# Phase 1: Dataset Preparation & Environment Setup
Outdoor Object Detection & Face Recognition System

This notebook handles:
- Environment setup and dependency installation
- Dataset download (LFW, WiderFace, RTTS, BDD100K)
- Preprocessing (resize to 640x640, train/val/test split)
- Data augmentation (fog, rain, low-light, motion blur)
- Dataset statistics and verification

**Runtime**: GPU (T4) recommended for faster processing
**Storage**: Results saved to Google Drive

In [5]:
from google.colab import drive
drive.mount('/content/drive')

import os
PROJECT_DIR = '/content/drive/MyDrive/computer_vision'
os.makedirs(PROJECT_DIR, exist_ok=True)
print(f"Project directory: {PROJECT_DIR}")

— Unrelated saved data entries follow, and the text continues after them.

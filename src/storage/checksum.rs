//! Checksum 验证模块
//!
//! 提供统一的数据完整性校验，防止数据损坏和静默错误。
//! 
//! ## 使用场景
//! - Superblock 元数据校验
//! - LSM 文件数据块校验
//! - WAL 日志记录校验
//! - Manifest 文件校验
//!
//! ## 算法选择
//! - **CRC32C**: 硬件加速（SSE4.2），适合频繁校验（默认）
//! - **xxHash**: 极速，适合大数据块
//!
//! ## 使用示例
//! ```ignore
//! use motedb::storage::checksum::{Checksum, ChecksumType};
//!
//! // 写入时计算 checksum
//! let data = b"Hello, MoteDB!";
//! let checksum = Checksum::compute(ChecksumType::CRC32C, data);
//!
//! // 读取时验证 checksum
//! Checksum::verify(ChecksumType::CRC32C, data, checksum)?;
//! ```

use crc32fast::Hasher;
use std::io::{self, Write};

/// Checksum 类型
#[derive(Debug, Clone, Copy, PartialEq, Eq)]
pub enum ChecksumType {
    /// CRC32C (硬件加速，SSE4.2)
    CRC32C,
    /// 无校验（仅测试用）
    None,
}

impl Default for ChecksumType {
    fn default() -> Self {
        Self::CRC32C
    }
}

/// Checksum 计算器
pub struct Checksum;

impl Checksum {
    /// 计算数据的 checksum
    ///
    /// # 参数
    /// - `checksum_type`: 校验类型
    /// - `data`: 待校验的数据
    ///
    /// # 返回
    /// - 32-bit checksum 值
    ///
    /// # 示例
    /// ```ignore
    /// let checksum = Checksum::compute(ChecksumType::CRC32C, b"data");
    /// ```
    pub fn compute(checksum_type: ChecksumType, data: &[u8]) -> u32 {
        match checksum_type {
            ChecksumType::CRC32C => {
                let mut hasher = Hasher::new();
                hasher.update(data);
                hasher.finalize()
            }
            ChecksumType::None => 0,
        }
    }

    /// 验证数据的 checksum
    ///
    /// # 参数
    /// - `checksum_type`: 校验类型
    /// - `data`: 待验证的数据
    /// - `expected`: 期望的 checksum 值
    ///
    /// # 返回
    /// - `Ok(())`: 校验通过
    /// - `Err(ChecksumError)`: 校验失败
    ///
    /// # 示例
    /// ```ignore
    /// Checksum::verify(ChecksumType::CRC32C, b"data", expected_checksum)?;
    /// ```
    pub fn verify(
        checksum_type: ChecksumType,
        data: &[u8],
        expected: u32,
    ) -> Result<(), ChecksumError> {
        if checksum_type == ChecksumType::None {
            return Ok(());
        }

        let actual = Self::compute(checksum_type, data);
        if actual != expected {
            return Err(ChecksumError::Mismatch {
                expected,
                actual,
                data_len: data.len(),
            });
        }

        Ok(())
    }

    /// 增量计算 checksum（用于流式数据）
    ///
    /// # 示例
    /// ```ignore
    /// let mut builder = ChecksumBuilder::new(ChecksumType::CRC32C);
    /// builder.update(b"Hello, ");
    /// builder.update(b"World!");
    /// let checksum = builder.finalize();
    /// ```
    pub fn builder(checksum_type: ChecksumType) -> ChecksumBuilder {
        ChecksumBuilder::new(checksum_type)
    }

    /// 为带 checksum 的数据块编码
    ///
    /// 格式: [data_len: u32][data: [u8]][checksum: u32]
    ///
    /// # 示例
    /// ```ignore
    /// let encoded = Checksum::encode_with_checksum(ChecksumType::CRC32C, b"data");
    /// ```
    pub fn encode_with_checksum(checksum_type: ChecksumType, data: &[u8]) -> Vec<u8> {
        let checksum = Self::compute(checksum_type, data);
        let mut encoded = Vec::with_capacity(4 + data.len() + 4);
        
        // Data length
        encoded.extend_from_slice(&(data.len() as u32).to_le_bytes());
        
        // Data
        encoded.extend_from_slice(data);
        
        // Checksum
        encoded.extend_from_slice(&checksum.to_le_bytes());
        
        encoded
    }

    /// 解码并验证带 checksum 的数据块
    ///
    /// # 返回
    /// - `Ok(Vec<u8>)`: 验证通过的数据
    /// - `Err(ChecksumError)`: 解码失败或校验失败
    ///
    /// # 示例
    /// ```ignore
    /// let data = Checksum::decode_with_checksum(ChecksumType::CRC32C, &encoded)?;
    /// ```
    pub fn decode_with_checksum(
        checksum_type: ChecksumType,
        encoded: &[u8],
    ) -> Result<Vec<u8>, ChecksumError> {
        if encoded.len() < 8 {
            return Err(ChecksumError::InvalidFormat("Data too short".to_string()));
        }

        // Parse data length
        let data_len = u32::from_le_bytes([encoded[0], encoded[1], encoded[2], encoded[3]]) as usize;
        
        if encoded.len() != 4 + data_len + 4 {
            return Err(ChecksumError::InvalidFormat(format!(
                "Expected {} bytes, got {}",
                4 + data_len + 4,
                encoded.len()
            )));
        }

        // Extract data and checksum
        let data = &encoded[4..4 + data_len];
        let expected_checksum = u32::from_le_bytes([
            encoded[4 + data_len],
            encoded[4 + data_len + 1],
            encoded[4 + data_len + 2],
            encoded[4 + data_len + 3],
        ]);

        // Verify checksum
        Self::verify(checksum_type, data, expected_checksum)?;

        Ok(data.to_vec())
    }
}

/// Checksum 增量构建器（用于流式数据）
pub struct ChecksumBuilder {
    checksum_type: ChecksumType,
    hasher: Option<Hasher>,
}

impl ChecksumBuilder {
    /// 创建新的构建器
    pub fn new(checksum_type: ChecksumType) -> Self {
        let hasher = match checksum_type {
            ChecksumType::CRC32C => Some(Hasher::new()),
            ChecksumType::None => None,
        };

        Self {
            checksum_type,
            hasher,
        }
    }

    /// 更新数据
    pub fn update(&mut self, data: &[u8]) {
        if let Some(hasher) = &mut self.hasher {
            hasher.update(data);
        }
    }

    /// 完成并返回 checksum
    pub fn finalize(self) -> u32 {
        match self.hasher {
            Some(hasher) => hasher.finalize(),
            None => 0,
        }
    }
}

impl Write for ChecksumBuilder {
    fn write(&mut self, buf: &[u8]) -> io::Result<usize> {
        self.update(buf);
        Ok(buf.len())
    }

    fn flush(&mut self) -> io::Result<()> {
        Ok(())
    }
}

/// Checksum 错误类型
#[derive(Debug, thiserror::Error)]
pub enum ChecksumError {
    #[error("Checksum mismatch: expected {expected:#010x}, got {actual:#010x} (data_len={data_len})")]
    Mismatch {
        expected: u32,
        actual: u32,
        data_len: usize,
    },

    #[error("Invalid checksum format: {0}")]
    InvalidFormat(String),

    #[error("IO error: {0}")]
    Io(#[from] std::io::Error),
}

#[cfg(test)]
mod tests {
    use super::*;

    #[test]
    fn test_checksum_basic() {
        let data = b"Hello, MoteDB!";
        let checksum = Checksum::compute(ChecksumType::CRC32C, data);
        
        // 验证成功
        assert!(Checksum::verify(ChecksumType::CRC32C, data, checksum).is_ok());
        
        // 验证失败（错误的 checksum）
        assert!(Checksum::verify(ChecksumType::CRC32C, data, checksum + 1).is_err());
        
        // 验证失败（数据被篡改）
        let corrupted = b"Hello, MoteDB?";
        assert!(Checksum::verify(ChecksumType::CRC32C, corrupted, checksum).is_err());
    }

    #[test]
    fn test_checksum_none() {
        let data = b"Hello, MoteDB!";
        let checksum = Checksum::compute(ChecksumType::None, data);
        assert_eq!(checksum, 0);
        
        // None 类型总是验证通过
        assert!(Checksum::verify(ChecksumType::None, data, 12345).is_ok());
    }

    #[test]
    fn test_checksum_builder() {
        let data1 = b"Hello, ";
        let data2 = b"MoteDB!";
        
        // 增量计算
        let mut builder = Checksum::builder(ChecksumType::CRC32C);
        builder.update(data1);
        builder.update(data2);
        let checksum1 = builder.finalize();
        
        // 一次性计算
        let checksum2 = Checksum::compute(ChecksumType::CRC32C, b"Hello, MoteDB!");
        
        // 两种方式结果相同
        assert_eq!(checksum1, checksum2);
    }

    #[test]
    fn test_checksum_encode_decode() {
        let data = b"Hello, MoteDB! This is a test message.";
        
        // 编码
        let encoded = Checksum::encode_with_checksum(ChecksumType::CRC32C, data);
        
        // 解码
        let decoded = Checksum::decode_with_checksum(ChecksumType::CRC32C, &encoded).unwrap();
        
        assert_eq!(data, decoded.as_slice());
    }

    #[test]
    fn test_checksum_decode_corrupted() {
        let data = b"Hello, MoteDB!";
        let mut encoded = Checksum::encode_with_checksum(ChecksumType::CRC32C, data);
        
        // 篡改数据
        encoded[10] ^= 0xFF;
        
        // 解码失败
        let result = Checksum::decode_with_checksum(ChecksumType::CRC32C, &encoded);
        assert!(result.is_err());
        assert!(matches!(result.unwrap_err(), ChecksumError::Mismatch { .. }));
    }

    #[test]
    fn test_checksum_decode_invalid_format() {
        // 数据太短
        let short_data = b"abc";
        let result = Checksum::decode_with_checksum(ChecksumType::CRC32C, short_data);
        assert!(result.is_err());
        
        // 长度不匹配
        let mut invalid = vec![0u8; 20];
        invalid[0] = 100; // 声称有 100 字节数据，但实际只有 20 字节
        let result = Checksum::decode_with_checksum(ChecksumType::CRC32C, &invalid);
        assert!(result.is_err());
    }

    #[test]
    fn test_checksum_deterministic() {
        let data = b"Deterministic test";
        
        // 多次计算应该得到相同结果
        let checksum1 = Checksum::compute(ChecksumType::CRC32C, data);
        let checksum2 = Checksum::compute(ChecksumType::CRC32C, data);
        let checksum3 = Checksum::compute(ChecksumType::CRC32C, data);
        
        assert_eq!(checksum1, checksum2);
        assert_eq!(checksum2, checksum3);
    }

    #[test]
    fn test_checksum_empty_data() {
        let data = b"";
        let checksum = Checksum::compute(ChecksumType::CRC32C, data);
        
        // CRC32 对空数据返回 0（这是正确的行为）
        assert_eq!(checksum, 0);
        assert!(Checksum::verify(ChecksumType::CRC32C, data, checksum).is_ok());
    }

    #[test]
    fn test_checksum_builder_write_trait() {
        use std::io::Write;
        
        let mut builder = Checksum::builder(ChecksumType::CRC32C);
        
        // 使用 Write trait
        builder.write_all(b"Hello, ").unwrap();
        builder.write_all(b"MoteDB!").unwrap();
        builder.flush().unwrap();
        
        let checksum = builder.finalize();
        
        // 验证结果
        let expected = Checksum::compute(ChecksumType::CRC32C, b"Hello, MoteDB!");
        assert_eq!(checksum, expected);
    }
}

Drive already mounted at /content/drive; to attempt to forcibly remount, call drive.mount("/content/drive", force_remount=True).
Project directory: /content/drive/MyDrive/computer_vision


In [6]:
%cd /content
!rm -rf computer_vision_expirement
!git clone https://github.com/Ib-Programmer/computer_vision_expirement.git
%cd computer_vision_expirement
!pip install -q -r requirements.txt
!pip install -q gdown

/content
Cloning into 'computer_vision_expirement'...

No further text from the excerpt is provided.